The silver lining of Peak Oil and Gas is of course that it may save us from the worst of global warming (if we leave the remaining coal in the ground). A low-carbon diet will be forced upon us, which will make Ron Sims' 80 percent carbon reduction targets by 2050 much more realistic. (But if we don't manage to construct an effective mass transit system in the next two decades, increased energy costs will probably mean it will never be built.)

But I see another possible "upside" to Peak Oil. It forces upon us the chance of a paradigm change in our behavior.

For almost all of our history human populations have been growing and we have sought out just about every available niche. "Go forth and multiply" has been the biblical imperative. In North America, Europeans decimated native populations and spread west when group or class conflicts arose. Elites urged imperial expansions in places like Hawaii, the Philippines and Iraq. When African Americans and other minorities demanded equitable treatment in employment, housing and education, many whites simply fled to the newly-developing suburbs.

These expansions were all made possible by developments in technology (among other factors)--Guns, Germs and Steel. But underlying this were new ways to harness energy, be they in sailing ships or automobiles. Human population growth has been mirrored and enabled by energy growth. In fact, while the population quadrupled over the last century, the energy in the food production system has gone up by 80 times (according to Thomas Homer-Dixon).

We are now close to the pinnacle of net energy use. (In fact, we have long passed the net energy per capita peak.) To use an analogy from physics, the centrifugal forces which pushed humans out into the world will soon be replaced by centripetal forces which will draw us back together again. As we go over the energy peak and move onto the energy down-slope, we will be forced to learn to live with less. This will require a new outlook, but one for which I believe we are well equipped.

Humans are extremely adaptable. It's one of our defining traits. But above that, we are social animals. Except for a few outsiders, our hopes, dreams and efforts are all motivated by group purposes. Everyone wants to be well-regarded by their peers and neighbors. We crave respect and status. (How do you want your obituary to read?)

The mythical figure of the macho, rugged individual suited imperial expansion. In their time and place, these Davy Crockett figures were common heroes. (They were for my boyhood. And no doubt for W's.) But now, driving a Hummer signals the driver as someone decidedly un-cool, a square, out of touch with the new zeitgeist. The new status symbols are high-tech, but low-energy. Think iPod. Bicycle. Condo. The Dandy Warhols.

Anecdotal evidence for a change in zeitgeist, perhaps. No doubt, change will be uneven and drawn out, dependent on local circumstances. But my feeling is that when people are forced to live and work closer together, this will unleash the creativity to produce a richer social environment that will counter the isolated consumer/worker ethos that corporate capitalism fosters.

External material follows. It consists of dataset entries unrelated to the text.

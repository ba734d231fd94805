use std::sync::Arc;

use carrom_core::{PlayerNumber, ShotEvent};
use proto::{
    encode, player_prefix, session_prefix, Field, GameSession, PlayerRecord, SessionStatus,
};
use rand::Rng;

use crate::convert::shot_record;
use crate::env::Environment;
use crate::error::SyncError;
use crate::store::{ClientId, ListenerId, Listener, SharedStore, Snapshot};

/// Length of generated session codes
pub const SESSION_CODE_LEN: usize = 6;

const CODE_ATTEMPTS: usize = 8;

/// Generate a random session code (A-Z, 0-9)
pub fn generate_session_code() -> String {
    let mut rng = rand::thread_rng();
    const CHARS: &[u8] = b"ABCDEFGHIJKLMNOPQRSTUVWXYZ0123456789";
    (0..SESSION_CODE_LEN)
        .map(|_| {
            let idx = rng.gen_range(0..CHARS.len());
            CHARS[idx] as char
        })
        .collect()
}

/// Codes are typed by people; accept any case and stray whitespace
pub fn normalize_session_code(code: &str) -> String {
    code.trim().to_ascii_uppercase()
}

/// One client's view of a replicated session
///
/// The stored session is the only shared truth. Every publish re-reads the
/// stored turn owner first and is refused unless it is the local player.
/// Leaving, explicitly or on drop, unsubscribes every listener and removes
/// the local player's record.
pub struct SyncChannel {
    store: Arc<dyn SharedStore>,
    env: Arc<dyn Environment>,
    client_id: Option<ClientId>,
    session_id: Option<String>,
    player: Option<PlayerNumber>,
    listeners: Vec<ListenerId>,
}

impl SyncChannel {
    pub fn new(store: Arc<dyn SharedStore>, env: Arc<dyn Environment>) -> Self {
        Self {
            store,
            env,
            client_id: None,
            session_id: None,
            player: None,
            listeners: Vec::new(),
        }
    }

    pub fn client_id(&self) -> Option<&str> {
        self.client_id.as_deref()
    }

    pub fn session_id(&self) -> Option<&str> {
        self.session_id.as_deref()
    }

    /// Local player number once created or joined
    pub fn player(&self) -> Option<PlayerNumber> {
        self.player
    }

    pub fn is_my_turn(&self, current_turn: u8) -> bool {
        self.player.map(PlayerNumber::as_u8) == Some(current_turn)
    }

    pub fn now_ms(&self) -> u64 {
        self.env.now_ms()
    }

    fn connect(&mut self) -> Result<ClientId, SyncError> {
        if let Some(client) = &self.client_id {
            return Ok(client.clone());
        }
        let client = self
            .store
            .authenticate()
            .map_err(SyncError::ConnectionFailure)?;
        log::info!("Sync: Authenticated as {client}");
        self.client_id = Some(client.clone());
        Ok(client)
    }

    fn write_field<T: serde::Serialize>(
        &self,
        session_id: &str,
        field: Field,
        value: &T,
    ) -> Result<(), SyncError> {
        self.store.write(&field.key(session_id), encode(value)?)?;
        Ok(())
    }

    /// Draw codes from `next` until one has no stored session
    pub(crate) fn unused_code(
        &self,
        mut next: impl FnMut() -> String,
    ) -> Result<String, SyncError> {
        for _ in 0..CODE_ATTEMPTS {
            let code = next();
            if self.store.read_prefix(&session_prefix(&code))?.is_empty() {
                return Ok(code);
            }
            log::debug!("Sync: Session code {code} taken, drawing another");
        }
        Err(SyncError::NoFreeCode(CODE_ATTEMPTS))
    }

    /// Host a new session as player 1 and return its code
    pub fn create_session(&mut self, name: &str) -> Result<String, SyncError> {
        self.leave_if_joined()?;
        let client = self.connect()?;
        let session_id = self.unused_code(generate_session_code)?;

        let session = GameSession {
            session_id: session_id.clone(),
            host_id: client.clone(),
            status: SessionStatus::Waiting,
            current_turn: PlayerNumber::One.as_u8(),
            players: [
                Some(PlayerRecord {
                    id: client.clone(),
                    name: name.to_string(),
                    score: 0,
                }),
                None,
            ],
            created_at: self.env.now_ms(),
            ..Default::default()
        };
        for (key, value) in session.to_fields()? {
            self.store.write(&key, value)?;
        }
        self.store
            .delete_on_disconnect(&client, &player_prefix(&session_id, 1))?;

        log::info!("Sync: Created session {session_id} for {name}");
        self.session_id = Some(session_id.clone());
        self.player = Some(PlayerNumber::One);
        Ok(session_id)
    }

    /// Join an existing session as player 2
    ///
    /// Nothing is written unless the session exists and has a free seat.
    pub fn join_session(&mut self, code: &str, name: &str) -> Result<(), SyncError> {
        self.leave_if_joined()?;
        let client = self.connect()?;
        let session_id = normalize_session_code(code);

        let session = self
            .read_session(&session_id)?
            .ok_or_else(|| SyncError::SessionNotFound(session_id.clone()))?;
        if session.player(2).is_some() {
            log::info!("Sync: Session {session_id} is full");
            return Err(SyncError::SessionFull(session_id));
        }

        self.write_field(&session_id, Field::PlayerId(2), &client)?;
        self.write_field(&session_id, Field::PlayerName(2), &name.to_string())?;
        self.write_field(&session_id, Field::PlayerScore(2), &0u32)?;
        self.write_field(&session_id, Field::Status, &SessionStatus::Playing)?;
        self.store
            .delete_on_disconnect(&client, &player_prefix(&session_id, 2))?;

        log::info!("Sync: {name} joined session {session_id}");
        self.session_id = Some(session_id);
        self.player = Some(PlayerNumber::Two);
        Ok(())
    }

    fn read_session(&self, session_id: &str) -> Result<Option<GameSession>, SyncError> {
        let snapshot = self.store.read_prefix(&session_prefix(session_id))?;
        Ok(decode_snapshot(session_id, &snapshot)?)
    }

    /// Current stored state of the joined session
    pub fn session(&self) -> Result<GameSession, SyncError> {
        let session_id = self.session_id.as_deref().ok_or(SyncError::NotInSession)?;
        self.read_session(session_id)?
            .ok_or_else(|| SyncError::SessionNotFound(session_id.to_string()))
    }

    /// Deliver every session update, starting with the current state
    ///
    /// The callback may run on whichever thread wrote to the store.
    pub fn subscribe<F>(&mut self, callback: F) -> Result<ListenerId, SyncError>
    where
        F: Fn(GameSession) + Send + Sync + 'static,
    {
        let session_id = self
            .session_id
            .clone()
            .ok_or(SyncError::NotInSession)?;
        let prefix = session_prefix(&session_id);
        let listener: Listener = Arc::new(move |snapshot: &Snapshot| {
            match decode_snapshot(&session_id, snapshot) {
                Ok(Some(session)) => callback(session),
                Ok(None) => {}
                Err(e) => log::warn!("Sync: Dropping malformed update for {session_id}: {e}"),
            }
        });
        let id = self.store.subscribe(&prefix, listener)?;
        self.listeners.push(id);
        Ok(id)
    }

    /// Check the stored turn owner against the local player
    fn require_turn(&self) -> Result<(String, PlayerNumber, GameSession), SyncError> {
        let player = self.player.ok_or(SyncError::NotInSession)?;
        let session = self.session()?;
        if session.current_turn != player.as_u8() {
            log::debug!(
                "Sync: Refusing publish by player {player} during turn {}",
                session.current_turn
            );
            return Err(SyncError::OutOfTurn {
                current: session.current_turn,
                local: player.as_u8(),
            });
        }
        Ok((session.session_id.clone(), player, session))
    }

    /// Hand the turn to the opponent
    pub fn publish_turn(&self, next: PlayerNumber) -> Result<(), SyncError> {
        let (session_id, player, _) = self.require_turn()?;
        if next != player.other() {
            return Err(SyncError::InvalidTurn {
                expected: player.other().as_u8(),
                requested: next.as_u8(),
            });
        }
        self.write_field(&session_id, Field::CurrentTurn, &next.as_u8())?;
        log::debug!("Sync: Turn passed to player {next}");
        Ok(())
    }

    /// Store a player's score; scores never go down
    pub fn publish_score(&self, player: PlayerNumber, value: u32) -> Result<(), SyncError> {
        let (session_id, _, session) = self.require_turn()?;
        let stored = session.score(player.as_u8());
        if value < stored {
            return Err(SyncError::ScoreRegression {
                player: player.as_u8(),
                stored,
                requested: value,
            });
        }
        self.write_field(&session_id, Field::PlayerScore(player.as_u8()), &value)
    }

    /// Mirror a local shot so the opponent can replay it
    pub fn publish_shot(&self, shot: &ShotEvent) -> Result<(), SyncError> {
        let (session_id, player, session) = self.require_turn()?;
        if shot.player != player {
            return Err(SyncError::OutOfTurn {
                current: session.current_turn,
                local: shot.player.as_u8(),
            });
        }
        self.write_field(&session_id, Field::LastShot, &shot_record(shot))
    }

    /// Mark the session finished
    pub fn finish_session(&self, winner: Option<PlayerNumber>) -> Result<(), SyncError> {
        let (session_id, _, _) = self.require_turn()?;
        self.write_field(&session_id, Field::Status, &SessionStatus::Finished)?;
        if let Some(winner) = winner {
            self.write_field(&session_id, Field::Winner, &winner.as_u8())?;
        }
        self.write_field(&session_id, Field::EndedAt, &self.env.now_ms())?;
        log::info!("Sync: Session {session_id} finished");
        Ok(())
    }

    /// Drop every listener and remove the local player's record
    ///
    /// Both steps always run; the first failure is returned afterwards.
    pub fn leave_session(&mut self) -> Result<(), SyncError> {
        let mut first_error: Option<SyncError> = None;

        for id in self.listeners.drain(..) {
            if let Err(e) = self.store.unsubscribe(id) {
                first_error.get_or_insert(e.into());
            }
        }

        if let (Some(session_id), Some(player)) = (self.session_id.take(), self.player.take()) {
            match self
                .store
                .delete_prefix(&player_prefix(&session_id, player.as_u8()))
            {
                Ok(()) => log::info!("Sync: Player {player} left session {session_id}"),
                Err(e) => {
                    log::warn!("Sync: Could not remove player {player} from {session_id}: {e}");
                    first_error.get_or_insert(e.into());
                }
            }
        }

        match first_error {
            Some(e) => Err(e),
            None => Ok(()),
        }
    }

    fn leave_if_joined(&mut self) -> Result<(), SyncError> {
        if self.session_id.is_some() {
            self.leave_session()?;
        }
        Ok(())
    }
}

impl Drop for SyncChannel {
    fn drop(&mut self) {
        if self.session_id.is_none() && self.listeners.is_empty() {
            return;
        }
        if let Err(e) = self.leave_session() {
            log::warn!("Sync: Cleanup on drop failed: {e}");
        }
    }
}

fn decode_snapshot(
    session_id: &str,
    snapshot: &Snapshot,
) -> Result<Option<GameSession>, postcard::Error> {
    GameSession::from_fields(
        session_id,
        snapshot
            .iter()
            .map(|(key, value)| (key.as_str(), value.as_slice())),
    )
}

Just because we are moving into a low-energy future does not mean we will move backwards in time, like a movie in reverse. Writers like James Howard Kunstler look to a dystopian future, where women lose their freedoms and ethnic tensions are exacerbated. But the "Long Emergency" is definitely not the only possibility in the history books not yet written. We have accumulated fantastic wealth and know-how, including hundreds of years of science and technology, and advances in human understanding. The trick is to convince enough people of the changes that are coming before we are overtaken blindly by events. To plan for our future.

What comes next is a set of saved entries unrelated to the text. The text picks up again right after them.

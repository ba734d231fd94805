//! Headless carrom match
//!
//! Plays scripted shots either hot-seat or as two online clients sharing an
//! in-memory store, logging every turn.
//!
//! Example:
//!   RUST_LOG=info cargo run --bin carrom-sim -- --turns 12
//!   RUST_LOG=debug cargo run --bin carrom-sim -- --local --config sim.ron
//!   cargo run --bin carrom-sim -- --print-config > sim.ron

use std::{fs, path::PathBuf, sync::Arc};

use anyhow::{Context, Result};
use carrom_client::sim::{finished, ready_to_shoot, take_shot, SimClock, DEFAULT_DRAGS, FRAME_DT, FRAME_MS};
use carrom_client::{App, UiHooks};
use carrom_core::{BodyKind, Config, PlayerNumber};
use clap::Parser;
use session_sync::{Environment, InMemoryStore, SharedStore};

#[derive(Parser, Debug)]
#[command(author, version, about = "Play a scripted carrom match without a display", long_about = None)]
struct Args {
    /// RON file overriding game parameters
    #[arg(long)]
    config: Option<PathBuf>,
    /// Number of turns to play
    #[arg(long, default_value_t = 10)]
    turns: u32,
    /// Both seats on one client instead of two synced clients
    #[arg(long)]
    local: bool,
    #[arg(long, default_value = "Host")]
    host_name: String,
    #[arg(long, default_value = "Guest")]
    guest_name: String,
    /// Frames to wait for the board to settle before giving up
    #[arg(long, default_value_t = 3600)]
    max_frames: u32,
    /// Print the effective configuration as RON and exit
    #[arg(long)]
    print_config: bool,
}

/// Logs presentation callbacks instead of drawing them
struct LogHooks {
    label: &'static str,
    collisions: u32,
}

impl LogHooks {
    fn new(label: &'static str) -> Self {
        Self {
            label,
            collisions: 0,
        }
    }
}

impl UiHooks for LogHooks {
    fn on_score_update(&mut self, kind: BodyKind) {
        log::info!("[{}] pocketed {}", self.label, kind.label());
    }

    fn on_turn_end(&mut self) {
        log::debug!("[{}] turn over", self.label);
    }

    fn on_collision(&mut self, impact_speed: f32) {
        self.collisions += 1;
        log::trace!("[{}] hit at {impact_speed:.1}", self.label);
    }

    fn on_game_over(&mut self, winner: Option<PlayerNumber>) {
        match winner {
            Some(player) => log::info!("[{}] player {player} wins", self.label),
            None => log::info!("[{}] game drawn", self.label),
        }
    }
}

fn load_config(path: &PathBuf) -> Result<Config> {
    let text = fs::read_to_string(path).with_context(|| format!("read config {path:?}"))?;
    ron::from_str(&text).with_context(|| format!("parse RON config {path:?}"))
}

fn report(app: &App<LogHooks>) {
    if let Some(game) = app.game() {
        log::info!(
            "[{}] {:?}: {} - {} ({} pieces left, {} loud collisions)",
            app.hooks().label,
            app.screen(),
            game.score(PlayerNumber::One),
            game.score(PlayerNumber::Two),
            game.physics().piece_count(),
            app.hooks().collisions
        );
    }
}

fn run_local(config: Config, args: &Args) -> Result<()> {
    let clock = Arc::new(SimClock::new(0));
    let store: Arc<dyn SharedStore> = Arc::new(InMemoryStore::new());
    let env: Arc<dyn Environment> = clock.clone();
    let mut app = App::new(store, env, config, LogHooks::new("local"));
    app.start_local()?;

    for turn in 0..args.turns {
        if finished(&app) {
            break;
        }
        take_shot(&mut app, DEFAULT_DRAGS[turn as usize % DEFAULT_DRAGS.len()])?;
        let mut frames = 0;
        while !ready_to_shoot(&app) && !finished(&app) {
            anyhow::ensure!(frames < args.max_frames, "board never settled");
            clock.advance(FRAME_MS);
            app.frame(FRAME_DT)?;
            frames += 1;
        }
        report(&app);
    }

    app.leave()?;
    Ok(())
}

fn run_online(config: Config, args: &Args) -> Result<()> {
    let clock = Arc::new(SimClock::new(1_700_000_000_000));
    let store: Arc<dyn SharedStore> = Arc::new(InMemoryStore::new());
    let env: Arc<dyn Environment> = clock.clone();
    let mut host = App::new(store.clone(), env.clone(), config.clone(), LogHooks::new("host"));
    let mut guest = App::new(store, env, config, LogHooks::new("guest"));

    let code = host.host(&args.host_name)?;
    log::info!("Session code {code}");
    guest.join(&code, &args.guest_name)?;

    let mut shots = 0;
    let mut frames = 0;
    while shots < args.turns && !finished(&host) && !finished(&guest) {
        clock.advance(FRAME_MS);
        host.frame(FRAME_DT)?;
        guest.frame(FRAME_DT)?;

        let shooter = if ready_to_shoot(&host) {
            Some(&mut host)
        } else if ready_to_shoot(&guest) {
            Some(&mut guest)
        } else {
            None
        };
        match shooter {
            Some(app) => {
                take_shot(app, DEFAULT_DRAGS[shots as usize % DEFAULT_DRAGS.len()])?;
                shots += 1;
                frames = 0;
            }
            None => {
                frames += 1;
                anyhow::ensure!(frames < args.max_frames, "no client became ready to shoot");
            }
        }
    }

    // Let the last shot play out on both sides
    for _ in 0..args.max_frames {
        if ready_to_shoot(&host) || ready_to_shoot(&guest) || finished(&host) {
            break;
        }
        clock.advance(FRAME_MS);
        host.frame(FRAME_DT)?;
        guest.frame(FRAME_DT)?;
    }

    report(&host);
    report(&guest);
    guest.leave()?;
    host.leave()?;
    Ok(())
}

fn main() -> Result<()> {
    env_logger::init();
    let args = Args::parse();
    let config = match &args.config {
        Some(path) => load_config(path)?,
        None => Config::default(),
    };
    if args.print_config {
        let text = ron::ser::to_string_pretty(&config, ron::ser::PrettyConfig::default())
            .context("serialize config")?;
        println!("{text}");
        return Ok(());
    }
    if args.local {
        run_local(config, &args)
    } else {
        run_online(config, &args)
    }
}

Over 70 years ago, in a country using little oil, Bertrand Russell wrote in In Praise of Idleness that we could meet all our needs with less than four hours of work per day. His evidence was how England mobilized its economy during WWI. As he put it:

"Modern methods of production have given us the possibility of ease and security for all; we have chosen, instead, to have overwork for some and starvation for the others. Hitherto we have continued to be as energetic as we were before there were machines; in this we have been foolish, but there is no reason to go on being foolish for ever."

Even today, machine technology and cooperative economics may offer the keys to a prosperous and sustainable low-carbon economy, as writers such as Jon Rynn have suggested. The biggest challenge may be convincing people that our current economic system, after a century of state and corporate propaganda, is not the only option. In fact, I would argue that the current system is one which supported a growing population and a growing GDP during the up phase of the energy curve. (And that is why the working classes went along with it, bought off with the trickle-downs.) In a world of diminishing energy, we will need to rethink our economy--and that implies our relations to one another. Peak Oil will provide us with that opportunity, perhaps sooner than we expect.


--Colin Wright, colinmsn@msn.com


 


Thursday, March 15, 2007

Oil companies running hard to stand still

theage.com.au


By Phil Hart

DURING a previous oil price crisis in the United States, a jovial service station attendant may have remarked to customers that "We've run out of $2 gas, but we've got plenty of $5 gas". Attendants on the trading floors might today observe that we've got plenty of $80 (US) barrels, but we're running short of $50 barrels.

Last Friday, the US Energy Information Administration released oil production data to the end of last year. Crude oil production was nearly 200,000 barrels a day lower than in 2005. Total liquid supply was flat. That's gripping news and should be enough to rattle any economist's confidence.

Despite a calm hurricane season, record prices and a forecast consensus from energy agencies that supply would continue to grow, oil production stalled last year. Were the oil companies not trying hard enough?

Chris Skrebowski, editor of the British oil industry journal Petroleum Review, would not agree. He has just published his annual Megaprojects report. The numbers show the global oil industry implemented oilfield projects providing an extra 3.2 million barrels a day to the market last year.

This is a historically high level of activity. So why was production flat, and even falling in many countries? The answer begins with "d" and gets to the heart of the debate about when global oil production will finally peak and begin its terminal decline: depletion.

A typical oilfield is a layer of sandstone buried far underground, with oil filling the tiny spaces between the grains of sand. Buried so deeply, the oil is under extreme pressure. When a well is drilled into the reservoir, the oil eagerly flows up to the surface. Then, with less competition for space in the reservoir, the pressure falls and the flow rate declines. To compensate, the operator drills more wells and can put in place elaborate mechanisms to maintain pressure in the field.

For several years, even decades for the largest fields, it is possible to continue extracting oil at a high rate. Inevitably though, the amount that flows from the reservoir begins to decline.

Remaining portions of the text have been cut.